◆ About this task: Where does the word "after" occur in the data below? Copy each line that holds it.

Saved data entries
//! Request router shared by every client connection.
//!
//! Requests for the same handler and operation share one handler request,
//! and replies fan out to every client waiting on it. Cancelling a client
//! drops its waits and releases handlers nobody else uses.

use std::collections::HashMap;
use std::fmt;
use std::sync::{Arc, Weak};

use parking_lot::Mutex;
use serde_json::Value;
use tokio::sync::mpsc;

use super::reply::Reply;
use super::request::Request;
use crate::context::AppContext;
use crate::criteria::{Criteria, SubscriberId};
use crate::error::ErrorCode;
use crate::handler::{Fix, FixListener, FixSink, Handler, HandlerType, Operation, PositionHandler};
use crate::position::Position;
use crate::wsp::{geocode_channel, GeocodeQuery, GeocodeReceiver};

/// Identity of one connected client.
#[derive(Debug, Clone, Copy, PartialEq, Eq, Hash, PartialOrd, Ord)]
pub struct ClientId(pub u64);

impl fmt::Display for ClientId {
    fn fmt(&self, f: &mut fmt::Formatter<'_>) -> fmt::Result {
        write!(f, "client-{}", self.0)
    }
}

type ReplySender = mpsc::UnboundedSender<Reply>;
type Waiters = HashMap<(HandlerType, Operation), Vec<(ClientId, ReplySender)>>;

/// Shares one handler request among every client waiting on it.
struct Fanout {
    waiters: Weak<Mutex<Waiters>>,
    key: (HandlerType, Operation),
}

impl FixListener for Fanout {
    fn on_fix(&self, fix: Fix) {
        let Some(waiters) = self.waiters.upgrade() else {
            return;
        };
        let targets = {
            let mut waiters = waiters.lock();
            match self.key.1 {
                Operation::GetPosition => waiters.remove(&self.key).unwrap_or_default(),
                _ => waiters.get(&self.key).cloned().unwrap_or_default(),
            }
        };

        let reply = Reply::from_fix(&fix);
        for (_, tx) in targets {
            let _ = tx.send(reply.clone());
        }
    }
}

/// Converts fixes for a single subscriber.
struct ReplyRelay(ReplySender);

impl FixListener for ReplyRelay {
    fn on_fix(&self, fix: Fix) {
        if self.0.send(Reply::from_fix(&fix)).is_err() {
            tracing::trace!("Criteria reply stream closed");
        }
    }
}

fn send(tx: &ReplySender, reply: Reply) {
    let _ = tx.send(reply);
}

/// `Network` and `Hybrid` share one source.
fn canonical(kind: HandlerType) -> HandlerType {
    match kind {
        HandlerType::Network => HandlerType::Hybrid,
        other => other,
    }
}

/// Turns decoded requests into handler and engine calls.
///
/// Several clients asking the same handler for a fix or for tracking share
/// one handler request; the handler is enabled for the first and released
/// after the last. Criteria subscriptions are keyed by client, so each
/// client holds at most one.
pub struct LocationService {
    context: Arc<AppContext>,
    waiters: Arc<Mutex<Waiters>>,
    satellite_owner: Mutex<Option<ClientId>>,
    // Serializes enabling and releasing handlers. Never held while replying.
    lifecycle: Mutex<()>,
}

impl LocationService {
    pub fn new(context: Arc<AppContext>) -> Self {
        Self {
            context,
            waiters: Arc::new(Mutex::new(HashMap::new())),
            satellite_owner: Mutex::new(None),
            lifecycle: Mutex::new(()),
        }
    }

    pub fn context(&self) -> &Arc<AppContext> {
        &self.context
    }

    /// Handle one request. The returned stream ends after the last reply:
    /// immediately for one-shot methods, on stop or cancel for subscriptions.
    pub fn handle(&self, client: ClientId, request: Request) -> mpsc::UnboundedReceiver<Reply> {
        let (tx, rx) = mpsc::unbounded_channel();
        tracing::debug!(client = %client, method = request.method(), "Request received");

        let criteria = request.criteria();
        match request {
            Request::GetCurrentPosition { handler } => {
                self.share(client, canonical(handler), Operation::GetPosition, tx)
            }
            Request::StartTracking { handler } => {
                self.share(client, canonical(handler), Operation::StartTracking, tx)
            }
            Request::StartTrackingCriteria { .. } => {
                if let Some(criteria) = criteria {
                    self.start_criteria(client, criteria, tx);
                }
            }
            Request::StopTracking { handler } => {
                let result = match handler {
                    Some(kind) => self.stop_tracking(client, canonical(kind)),
                    None => self.stop_criteria(client),
                };
                send(&tx, Reply::from_result(result));
            }
            Request::GetLastPosition { handler } => {
                let reply = match self
                    .route(handler)
                    .and_then(|h| h.get_last_position(handler))
                {
                    Ok((position, accuracy)) => Reply::position(handler, &position, &accuracy),
                    Err(e) => Reply::error(e),
                };
                send(&tx, reply);
            }
            Request::GetGpsSatelliteData => self.satellite_data(client, tx),
            Request::SendExtraCommand { command } => {
                let result = self
                    .route(HandlerType::Gps)
                    .and_then(|h| h.send_extra_command(&command));
                send(&tx, Reply::from_result(result));
            }
            Request::GetGeoCodeLocation { address } => {
                let (sink, rx) = geocode_channel();
                let result = self
                    .route(HandlerType::Lbs)
                    .and_then(|h| h.get_geocode(GeocodeQuery::new(address), Some(sink)));
                self.await_geocode(result, rx, tx);
            }
            Request::GetReverseLocation {
                latitude,
                longitude,
            } => {
                let (sink, rx) = geocode_channel();
                let result = Position::now(latitude, longitude)
                    .ok_or(ErrorCode::WrongParameter)
                    .and_then(|position| {
                        self.route(HandlerType::Lbs)
                            .and_then(|h| h.get_reverse_geocode(position, Some(sink)))
                    });
                self.await_geocode(result, rx, tx);
            }
            Request::GetState { handler } => {
                let reply = match self.route(handler) {
                    Ok(h) => Reply::state(handler, h.is_available(handler), h.state(handler)),
                    Err(e) => Reply::error(e),
                };
                send(&tx, reply);
            }
            Request::SetGpsParameters { opcode, data } => {
                send(&tx, self.gps_command(opcode, &data));
            }
        }
        rx
    }

    /// Drop everything `client` holds. Called when its connection closes.
    pub fn cancel_client(&self, client: ClientId) {
        let _guard = self.lifecycle.lock();

        let released: Vec<HandlerType> = {
            let mut waiters = self.waiters.lock();
            let mut released = Vec::new();
            for ((kind, op), list) in waiters.iter_mut() {
                let before = list.len();
                list.retain(|(c, _)| *c != client);
                if *op == Operation::StartTracking && before > 0 && list.is_empty() {
                    released.push(*kind);
                }
            }
            for kind in &released {
                waiters.remove(&(*kind, Operation::StartTracking));
            }
            released
        };
        for kind in released {
            self.release_tracking(kind);
        }

        self.context
            .criteria()
            .remove_message_from_criteria_req_list(SubscriberId(client.0));

        let mut owner = self.satellite_owner.lock();
        if *owner == Some(client) {
            *owner = None;
            if let Ok(gps) = self.route(HandlerType::Gps) {
                if let Err(e) = gps.get_satellite_data(None) {
                    tracing::debug!(error = %e, "Satellite stream not released");
                }
            }
        }
        tracing::debug!(client = %client, "Client cancelled");
    }

    fn route(&self, kind: HandlerType) -> Result<&Arc<Handler>, ErrorCode> {
        self.context.handlers().route(kind)
    }

    /// Join or open the shared `op` request on `kind`.
    fn share(&self, client: ClientId, kind: HandlerType, op: Operation, tx: ReplySender) {
        let handler = match self.route(kind) {
            Ok(h) => Arc::clone(h),
            Err(e) => return send(&tx, Reply::error(e)),
        };

        let _guard = self.lifecycle.lock();
        let key = (kind, op);
        {
            let mut waiters = self.waiters.lock();
            if let Some(list) = waiters.get_mut(&key) {
                if op == Operation::StartTracking && list.iter().any(|(c, _)| *c == client) {
                    return send(&tx, Reply::error(ErrorCode::DuplicateRequest));
                }
                list.push((client, tx));
                return;
            }
        }

        let sink: FixSink = Arc::new(Fanout {
            waiters: Arc::downgrade(&self.waiters),
            key,
        });
        // Registered before the call so a fix delivered during it is not lost.
        self.waiters.lock().insert(key, vec![(client, tx)]);

        let result = handler.start(kind).and_then(|_| match op {
            Operation::GetPosition => handler.get_position(Some(sink), kind),
            _ => handler.start_tracking(Some(sink), kind),
        });

        if let Err(e) = result {
            tracing::debug!(handler = %kind, error = %e, "Shared request failed");
            let failed = self.waiters.lock().remove(&key).unwrap_or_default();
            for (_, tx) in failed {
                send(&tx, Reply::error(e));
            }
        }
    }

    fn stop_tracking(&self, client: ClientId, kind: HandlerType) -> Result<(), ErrorCode> {
        let _guard = self.lifecycle.lock();
        let key = (kind, Operation::StartTracking);

        let last = {
            let mut waiters = self.waiters.lock();
            let list = waiters.get_mut(&key).ok_or(ErrorCode::NotStarted)?;
            let before = list.len();
            list.retain(|(c, _)| *c != client);
            if list.len() == before {
                return Err(ErrorCode::NotStarted);
            }
            let last = list.is_empty();
            if last {
                waiters.remove(&key);
            }
            last
        };

        if last {
            self.release_tracking(kind);
        }
        Ok(())
    }

    fn release_tracking(&self, kind: HandlerType) {
        let Ok(handler) = self.route(kind) else {
            return;
        };
        if let Err(e) = handler.start_tracking(None, kind) {
            tracing::warn!(handler = %kind, error = %e, "Failed to disable tracking");
        }
        if let Err(e) = handler.stop(kind) {
            tracing::debug!(handler = %kind, error = %e, "Handler left running");
        }
        tracing::info!(handler = %kind, "Tracking released");
    }

    fn start_criteria(&self, client: ClientId, criteria: Criteria, tx: ReplySender) {
        let sink: FixSink = Arc::new(ReplyRelay(tx.clone()));
        match self
            .context
            .criteria()
            .start_criteria_tracking(SubscriberId(client.0), sink, criteria)
        {
            Ok(handlers) => {
                tracing::info!(client = %client, handlers = ?handlers, "Criteria tracking started");
            }
            Err(e) => send(&tx, Reply::error(e)),
        }
    }

    fn stop_criteria(&self, client: ClientId) -> Result<(), ErrorCode> {
        if self
            .context
            .criteria()
            .remove_message_from_criteria_req_list(SubscriberId(client.0))
        {
            Ok(())
        } else {
            Err(ErrorCode::NotStarted)
        }
    }

    fn satellite_data(&self, client: ClientId, tx: ReplySender) {
        let runtime = match tokio::runtime::Handle::try_current() {
            Ok(runtime) => runtime,
            Err(_) => return send(&tx, Reply::error(ErrorCode::Multithread)),
        };
        let gps = match self.route(HandlerType::Gps) {
            Ok(h) => Arc::clone(h),
            Err(e) => return send(&tx, Reply::error(e)),
        };

        let mut owner = self.satellite_owner.lock();
        if owner.is_some() {
            return send(&tx, Reply::error(ErrorCode::DuplicateRequest));
        }

        let (sat_tx, mut sat_rx) = mpsc::unbounded_channel();
        if let Err(e) = gps
            .start(HandlerType::Gps)
            .and_then(|_| gps.get_satellite_data(Some(sat_tx)))
        {
            return send(&tx, Reply::error(e));
        }
        *owner = Some(client);

        runtime.spawn(async move {
            while let Some(data) = sat_rx.recv().await {
                if tx.send(Reply::satellites(&data)).is_err() {
                    break;
                }
            }
        });
    }

    fn await_geocode(
        &self,
        result: Result<(), ErrorCode>,
        rx: GeocodeReceiver,
        tx: ReplySender,
    ) {
        if let Err(e) = result {
            return send(&tx, Reply::error(e));
        }
        let runtime = match tokio::runtime::Handle::try_current() {
            Ok(runtime) => runtime,
            Err(_) => return send(&tx, Reply::error(ErrorCode::Multithread)),
        };
        runtime.spawn(async move {
            let reply = match rx.await {
                Ok(Ok(result)) => Reply::geocode(&result),
                Ok(Err(e)) => Reply::error(e),
                Err(_) => Reply::error(ErrorCode::NotAvailable),
            };
            send(&tx, reply);
        });
    }

    fn gps_command(&self, opcode: u8, data: &Value) -> Reply {
        match self.context.handlers().gps() {
            Some(gps) if gps.handle_command(opcode, data) => Reply::ok(),
            Some(_) => Reply::error(ErrorCode::WrongParameter),
            None => Reply::error(ErrorCode::NotAvailable),
        }
    }
}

◆ Result of this exercise:
/// after the last. Criteria subscriptions are keyed by client, so each
    /// Handle one request. The returned stream ends after the last reply:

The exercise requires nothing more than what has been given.